▸ Action item: Every line of the records below from the line with "pub struct BundleRef" up to and including the line with "pub struct ConfigurationLayer" must be reproduced exactly, and no line outside that range.

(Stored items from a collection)

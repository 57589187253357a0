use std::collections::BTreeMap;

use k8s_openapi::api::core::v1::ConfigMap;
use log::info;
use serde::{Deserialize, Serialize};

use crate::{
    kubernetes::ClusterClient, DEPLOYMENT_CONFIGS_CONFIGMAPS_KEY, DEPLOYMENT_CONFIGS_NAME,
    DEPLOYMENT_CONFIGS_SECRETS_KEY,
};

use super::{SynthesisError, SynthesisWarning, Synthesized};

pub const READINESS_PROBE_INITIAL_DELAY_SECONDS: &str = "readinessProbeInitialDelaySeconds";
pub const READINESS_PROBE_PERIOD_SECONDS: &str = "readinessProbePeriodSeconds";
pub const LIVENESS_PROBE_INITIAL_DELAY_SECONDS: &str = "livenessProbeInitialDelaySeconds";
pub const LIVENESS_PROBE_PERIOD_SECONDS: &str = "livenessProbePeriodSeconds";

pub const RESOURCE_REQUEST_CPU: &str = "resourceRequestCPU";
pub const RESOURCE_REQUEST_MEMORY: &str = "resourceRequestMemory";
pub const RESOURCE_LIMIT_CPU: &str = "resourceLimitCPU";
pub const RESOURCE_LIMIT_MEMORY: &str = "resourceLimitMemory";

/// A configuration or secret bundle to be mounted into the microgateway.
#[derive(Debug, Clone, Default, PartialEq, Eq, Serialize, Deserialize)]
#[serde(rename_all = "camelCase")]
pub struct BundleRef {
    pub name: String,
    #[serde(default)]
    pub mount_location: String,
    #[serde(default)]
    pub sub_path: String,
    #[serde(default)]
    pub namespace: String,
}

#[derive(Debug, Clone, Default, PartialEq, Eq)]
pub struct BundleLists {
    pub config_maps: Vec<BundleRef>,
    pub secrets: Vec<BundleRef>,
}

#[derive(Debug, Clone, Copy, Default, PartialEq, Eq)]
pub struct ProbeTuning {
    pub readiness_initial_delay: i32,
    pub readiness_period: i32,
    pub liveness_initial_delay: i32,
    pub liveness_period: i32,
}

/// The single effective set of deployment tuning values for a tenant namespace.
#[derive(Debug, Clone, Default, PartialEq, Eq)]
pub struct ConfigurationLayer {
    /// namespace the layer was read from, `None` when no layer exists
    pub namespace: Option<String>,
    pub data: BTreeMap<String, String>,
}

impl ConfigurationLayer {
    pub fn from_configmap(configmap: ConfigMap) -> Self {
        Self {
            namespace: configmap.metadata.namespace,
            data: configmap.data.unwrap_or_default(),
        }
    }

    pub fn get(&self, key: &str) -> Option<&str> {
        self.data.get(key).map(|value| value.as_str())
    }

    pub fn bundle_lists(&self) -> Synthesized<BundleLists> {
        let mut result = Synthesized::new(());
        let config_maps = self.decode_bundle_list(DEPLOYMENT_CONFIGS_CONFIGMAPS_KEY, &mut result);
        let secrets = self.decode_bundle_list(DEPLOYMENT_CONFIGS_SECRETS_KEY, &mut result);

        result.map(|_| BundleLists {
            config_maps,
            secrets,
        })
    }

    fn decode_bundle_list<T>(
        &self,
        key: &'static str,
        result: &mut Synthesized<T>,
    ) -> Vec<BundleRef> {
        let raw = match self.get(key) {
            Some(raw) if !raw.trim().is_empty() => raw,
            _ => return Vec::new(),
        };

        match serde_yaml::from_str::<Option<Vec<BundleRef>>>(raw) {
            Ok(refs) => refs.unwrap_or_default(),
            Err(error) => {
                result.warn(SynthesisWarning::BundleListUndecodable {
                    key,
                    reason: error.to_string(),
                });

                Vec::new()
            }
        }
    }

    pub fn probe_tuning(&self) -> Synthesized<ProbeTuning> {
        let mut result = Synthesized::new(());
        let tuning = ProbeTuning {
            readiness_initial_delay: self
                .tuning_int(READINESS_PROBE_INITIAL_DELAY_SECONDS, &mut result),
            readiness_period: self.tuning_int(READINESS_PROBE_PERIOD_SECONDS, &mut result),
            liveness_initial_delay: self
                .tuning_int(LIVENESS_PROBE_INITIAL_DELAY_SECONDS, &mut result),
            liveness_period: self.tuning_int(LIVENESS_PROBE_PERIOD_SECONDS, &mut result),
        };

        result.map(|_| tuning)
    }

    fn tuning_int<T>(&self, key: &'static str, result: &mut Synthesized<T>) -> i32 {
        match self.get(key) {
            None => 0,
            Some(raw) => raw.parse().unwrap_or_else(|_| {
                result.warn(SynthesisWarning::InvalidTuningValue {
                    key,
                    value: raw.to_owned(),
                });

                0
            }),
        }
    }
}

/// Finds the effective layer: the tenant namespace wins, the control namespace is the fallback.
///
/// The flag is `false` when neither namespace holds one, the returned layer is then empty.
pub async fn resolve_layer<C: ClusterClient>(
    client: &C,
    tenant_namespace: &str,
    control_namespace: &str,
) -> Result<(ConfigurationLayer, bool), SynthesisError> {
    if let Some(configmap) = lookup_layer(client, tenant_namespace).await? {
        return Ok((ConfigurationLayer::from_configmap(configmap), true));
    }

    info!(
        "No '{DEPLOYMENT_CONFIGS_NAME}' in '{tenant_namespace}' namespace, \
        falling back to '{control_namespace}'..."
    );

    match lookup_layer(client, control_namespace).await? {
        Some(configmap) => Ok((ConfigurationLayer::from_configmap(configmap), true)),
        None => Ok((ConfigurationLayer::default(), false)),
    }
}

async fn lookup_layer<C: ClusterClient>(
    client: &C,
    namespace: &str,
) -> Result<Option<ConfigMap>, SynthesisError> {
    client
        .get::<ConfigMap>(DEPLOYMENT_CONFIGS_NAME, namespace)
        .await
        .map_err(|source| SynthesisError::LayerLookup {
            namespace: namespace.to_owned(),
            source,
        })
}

▸ Task solution:
pub struct BundleRef {
    pub name: String,
    #[serde(default)]
    pub mount_location: String,
    #[serde(default)]
    pub sub_path: String,
    #[serde(default)]
    pub namespace: String,
}

#[derive(Debug, Clone, Default, PartialEq, Eq)]
pub struct BundleLists {
    pub config_maps: Vec<BundleRef>,
    pub secrets: Vec<BundleRef>,
}

#[derive(Debug, Clone, Copy, Default, PartialEq, Eq)]
pub struct ProbeTuning {
    pub readiness_initial_delay: i32,
    pub readiness_period: i32,
    pub liveness_initial_delay: i32,
    pub liveness_period: i32,
}

/// The single effective set of deployment tuning values for a tenant namespace.
#[derive(Debug, Clone, Default, PartialEq, Eq)]
pub struct ConfigurationLayer {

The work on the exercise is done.